Alberta's NorQuest College has recently rolled out an online Industrial Hemp Program consisting of five modules. For an enrollment fee of $125, students can learn about the basics of hemp farming, harvest management, and the different techniques involved in conventional and organic production.
Once students sign up, they gain access to all the course videos and materials. They then have 90 days to work through the modules, and if completed, receive a certificate. While the online version of the course is convenient, farmers tend to enjoy more in-person and hands-on learning environments, so the college has already started developing different delivery options.

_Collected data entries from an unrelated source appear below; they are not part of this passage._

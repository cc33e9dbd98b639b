//! The `Queue` contract and the conditional durable state updater.
//!
//! This crate has no storage of its own — it defines what a durable
//! message queue must offer the coordinator (`Queue`, `Handler`,
//! `Delivery`), and the one primitive every persisted mutation in this
//! workspace funnels through (`updater::apply`). `tcc-storage` provides the
//! one concrete `Queue` this workspace ships; production callers bring
//! their own.

mod queue;
mod updater;

pub use queue::{Delivery, HandleOutcome, Handler, Queue, DEFAULT_TIMEOUT};
pub use updater::apply;
use std::sync::Arc;
use std::time::Duration;

use async_trait::async_trait;
use chrono::{DateTime, Utc};
use tcc_core::{Error, Status, TransactionId};
use tcc_wire::Patch;

/// The bounded deadline every call into a `Queue` is expected to honor. A
/// real, SQL-backed implementation should wrap its round-trips in this
/// timeout so a stalled database cannot wedge a worker indefinitely; the
/// in-memory reference implementation cannot actually stall and only
/// documents the constant.
pub const DEFAULT_TIMEOUT: Duration = Duration::from_secs(10);

/// A single delivery of a transaction to the recovery handler.
#[derive(Debug, Clone)]
pub struct Delivery {
    pub id: TransactionId,
    pub payload: tcc_core::TccPayload,
    /// The queue's own redelivery attempt counter for this message,
    /// 1 on first delivery. Fed directly into `RetryPolicy::next` — the
    /// coordinator keeps no separate attempt counter of its own.
    pub attempt: u32,
}

/// Outcome of one recovery delivery, returned to the queue.
#[derive(Debug)]
pub enum HandleOutcome {
    /// Every sub-record is terminal and matches the transaction's decided
    /// status; the queue may delete the record.
    Done,
    /// Work remains, or an error was encountered. The queue commits (or
    /// rolls back, per `can_commit`) its enclosing transaction and
    /// redelivers after `after`.
    Retry {
        after: Duration,
        can_commit: bool,
        error: Error,
    },
}

impl HandleOutcome {
    pub fn retry(after: Duration, can_commit: bool, error: Error) -> Self {
        HandleOutcome::Retry {
            after,
            can_commit,
            error,
        }
    }
}

/// The callback a `Queue` invokes for every delivery of a record, inside a
/// transaction the callback may use for further writes.
///
/// Implemented by `tcc_engine::Engine` — this is component C5 of the
/// design, expressed as a trait so the queue can hold it as
/// `Arc<dyn Handler<Q>>` without knowing about the engine crate.
#[async_trait]
pub trait Handler<Q: Queue>: Send + Sync {
    async fn handle(&self, tx: &Q::Tx, delivery: Delivery) -> HandleOutcome;
}

/// The external durable message queue contract the coordinator is built
/// against. Storage layout, polling loop and at-least-once delivery belong
/// to the implementation; this crate only needs the handful of primitives
/// below.
///
/// `Tx` is the transactional handle a recovery delivery runs inside.
/// Because a `concurrent = true` transaction fans its confirm/cancel work
/// out across multiple in-flight futures that all need to reach the same
/// delivery's transaction, `Tx` is required to be `Sync` and is always
/// handed out as a shared reference rather than `&mut` — mirroring the
/// guarantee a `database/sql`-style transaction handle gives when it is
/// documented safe for concurrent use from multiple workers. A
/// `Queue` wrapping a handle that is not natively `Sync` should put its own
/// interior mutability (a mutex, a connection pool checkout per call) behind
/// that boundary.
#[async_trait]
pub trait Queue: Send + Sync + 'static {
    type Tx: Send + Sync;

    /// Register `handler` as the callback for deliveries on `queue_name`.
    /// Fails if the name is already registered on this queue instance.
    async fn register(&self, queue_name: &str, handler: Arc<dyn Handler<Self>>) -> Result<(), Error>;

    /// Insert a new transaction record. Returns the queue-assigned id,
    /// always `> 0`.
    async fn produce(
        &self,
        created_at: DateTime<Utc>,
        retry_at: DateTime<Utc>,
        payload: tcc_core::TccPayload,
    ) -> Result<TransactionId, Error>;

    /// Conditionally apply `patch` to the row for `id`: succeeds only if
    /// the row exists, belongs to this coordinator's queue namespace, and
    /// its current status equals `assert_status`. Returns `true` iff the
    /// patch was applied. When `touch_retry_at` is set, `retry_at` is also
    /// reset to now as part of the same update, so the queue redelivers
    /// promptly.
    ///
    /// `tx` is `None` on the foreground path (an autocommitted connection)
    /// and `Some` when called from within a recovery delivery.
    async fn cas_update(
        &self,
        tx: Option<&Self::Tx>,
        id: TransactionId,
        assert_status: Status,
        patch: Patch,
        touch_retry_at: bool,
    ) -> Result<bool, Error>;

    /// Read the row's current top-level status, or `None` if it no longer
    /// exists. Only ever called as the follow-up read after a `cas_update`
    /// affected zero rows, to distinguish "gone" from "wrong status".
    async fn read_status(
        &self,
        tx: Option<&Self::Tx>,
        id: TransactionId,
    ) -> Result<Option<Status>, Error>;

    /// Hint to the queue that a record is due for redelivery sooner than
    /// its current schedule. Used after `Confirm`/`Cancel` to shorten
    /// recovery latency; implementations may treat this as a no-op.
    async fn trigger_consume(&self);
}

The program was launched with the help and advice of several experts in the industry. Byron James, a farm manager at the crop research organization InnoTech Alberta, was brought on to show students the various seeding techniques and discuss what's needed to grow hemp in the field.
InnoTech Alberta also runs a pilot decortication facility, which processes hemp straw into two different types of fiber. Hurd fibers can be used in building materials and bedding, while bast fibers can be used to make pillowcases and other textiles. The students also receive instruction on these processes.
According to James, the hemp market is largely driven by the food industry and health food stores. Farms are still small, and farmers haven't been growing a lot of hemp for fiber because they haven't had a means for processing it. End users, in turn, haven't been making hemp products because they haven't had access to the fiber. But with more education and commercial decortication facilities, he believes the market will grow.
Many see the online course as a shift in Canada's openness to the industrial hemp industry. With farmers planting over 138,000 acres of hemp in 2017 alone (according to Agriculture and Agri-food Canada), it's a booming business. Offering formal education options could further increase interest in the industry.